WHAT TO PRODUCE » The reply must consist of one number: how many lines of the data include the word "prelude".

DATA FOR REVIEW »
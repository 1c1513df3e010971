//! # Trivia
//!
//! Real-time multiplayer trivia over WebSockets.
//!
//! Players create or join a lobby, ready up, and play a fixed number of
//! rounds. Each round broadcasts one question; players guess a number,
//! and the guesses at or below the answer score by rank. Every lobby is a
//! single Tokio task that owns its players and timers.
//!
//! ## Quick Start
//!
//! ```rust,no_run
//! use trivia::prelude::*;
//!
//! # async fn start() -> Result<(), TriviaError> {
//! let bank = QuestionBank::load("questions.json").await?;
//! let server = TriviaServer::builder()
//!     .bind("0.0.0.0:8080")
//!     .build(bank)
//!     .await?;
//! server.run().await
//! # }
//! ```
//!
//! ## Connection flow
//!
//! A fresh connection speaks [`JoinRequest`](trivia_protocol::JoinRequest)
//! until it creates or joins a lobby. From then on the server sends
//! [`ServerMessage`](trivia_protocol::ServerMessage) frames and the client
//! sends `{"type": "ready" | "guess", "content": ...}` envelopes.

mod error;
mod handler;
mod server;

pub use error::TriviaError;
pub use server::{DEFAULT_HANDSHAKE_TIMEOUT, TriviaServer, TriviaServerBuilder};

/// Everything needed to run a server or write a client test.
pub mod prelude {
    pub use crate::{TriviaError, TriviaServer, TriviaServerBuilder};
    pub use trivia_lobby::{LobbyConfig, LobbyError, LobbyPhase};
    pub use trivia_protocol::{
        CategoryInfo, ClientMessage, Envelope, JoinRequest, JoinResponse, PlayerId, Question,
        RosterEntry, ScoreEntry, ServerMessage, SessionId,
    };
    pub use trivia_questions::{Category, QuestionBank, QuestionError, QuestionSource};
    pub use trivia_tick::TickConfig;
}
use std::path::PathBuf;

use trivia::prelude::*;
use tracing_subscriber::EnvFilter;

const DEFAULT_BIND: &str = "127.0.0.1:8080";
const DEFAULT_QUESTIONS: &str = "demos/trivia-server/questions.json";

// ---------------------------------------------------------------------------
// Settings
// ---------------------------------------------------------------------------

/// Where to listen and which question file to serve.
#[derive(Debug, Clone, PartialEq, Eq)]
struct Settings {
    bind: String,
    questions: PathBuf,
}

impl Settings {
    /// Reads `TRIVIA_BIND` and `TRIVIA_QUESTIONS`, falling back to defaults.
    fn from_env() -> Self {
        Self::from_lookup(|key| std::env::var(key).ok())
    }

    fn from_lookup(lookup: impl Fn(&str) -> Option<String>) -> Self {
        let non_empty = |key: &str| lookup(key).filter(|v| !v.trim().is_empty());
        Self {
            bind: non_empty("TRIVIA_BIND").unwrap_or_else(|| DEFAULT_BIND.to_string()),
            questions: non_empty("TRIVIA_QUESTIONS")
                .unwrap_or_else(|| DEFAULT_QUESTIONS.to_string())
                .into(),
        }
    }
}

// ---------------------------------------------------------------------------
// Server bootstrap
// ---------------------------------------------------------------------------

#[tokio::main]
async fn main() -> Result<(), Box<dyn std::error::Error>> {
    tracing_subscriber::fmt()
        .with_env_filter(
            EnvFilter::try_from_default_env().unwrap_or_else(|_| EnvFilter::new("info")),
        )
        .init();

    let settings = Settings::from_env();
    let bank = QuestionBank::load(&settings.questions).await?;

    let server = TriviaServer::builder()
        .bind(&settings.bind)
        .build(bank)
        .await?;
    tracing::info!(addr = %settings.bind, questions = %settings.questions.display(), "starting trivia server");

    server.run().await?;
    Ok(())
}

...

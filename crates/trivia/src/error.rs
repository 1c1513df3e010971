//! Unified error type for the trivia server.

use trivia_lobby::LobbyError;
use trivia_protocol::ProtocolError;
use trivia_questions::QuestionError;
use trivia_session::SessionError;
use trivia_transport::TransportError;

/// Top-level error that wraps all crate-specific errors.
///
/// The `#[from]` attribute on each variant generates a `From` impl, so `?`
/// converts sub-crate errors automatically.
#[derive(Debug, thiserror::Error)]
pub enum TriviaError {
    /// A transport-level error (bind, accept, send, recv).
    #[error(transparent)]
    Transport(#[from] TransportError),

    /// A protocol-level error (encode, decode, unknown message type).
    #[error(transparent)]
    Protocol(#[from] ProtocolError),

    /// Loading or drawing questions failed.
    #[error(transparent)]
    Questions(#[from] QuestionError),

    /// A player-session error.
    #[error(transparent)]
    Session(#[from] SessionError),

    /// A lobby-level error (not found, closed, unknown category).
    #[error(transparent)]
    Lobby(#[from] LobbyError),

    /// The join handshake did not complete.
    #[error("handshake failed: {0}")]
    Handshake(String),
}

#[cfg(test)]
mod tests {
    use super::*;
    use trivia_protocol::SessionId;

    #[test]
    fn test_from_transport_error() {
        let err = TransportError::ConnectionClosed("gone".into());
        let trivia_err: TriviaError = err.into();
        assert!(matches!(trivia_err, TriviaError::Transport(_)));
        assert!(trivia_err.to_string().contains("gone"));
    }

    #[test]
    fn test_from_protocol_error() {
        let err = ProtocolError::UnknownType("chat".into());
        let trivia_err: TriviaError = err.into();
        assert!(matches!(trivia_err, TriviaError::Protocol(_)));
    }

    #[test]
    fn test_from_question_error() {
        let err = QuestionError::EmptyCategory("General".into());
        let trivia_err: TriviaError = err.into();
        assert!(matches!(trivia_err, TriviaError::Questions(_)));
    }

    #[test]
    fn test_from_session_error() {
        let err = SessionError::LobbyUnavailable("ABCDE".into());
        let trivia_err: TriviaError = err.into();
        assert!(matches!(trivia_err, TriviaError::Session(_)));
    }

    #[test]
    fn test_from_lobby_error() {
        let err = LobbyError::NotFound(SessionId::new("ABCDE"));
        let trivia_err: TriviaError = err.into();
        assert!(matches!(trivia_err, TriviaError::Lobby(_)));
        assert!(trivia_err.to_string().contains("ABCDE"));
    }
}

RESPONSE TO THIS TASK » 3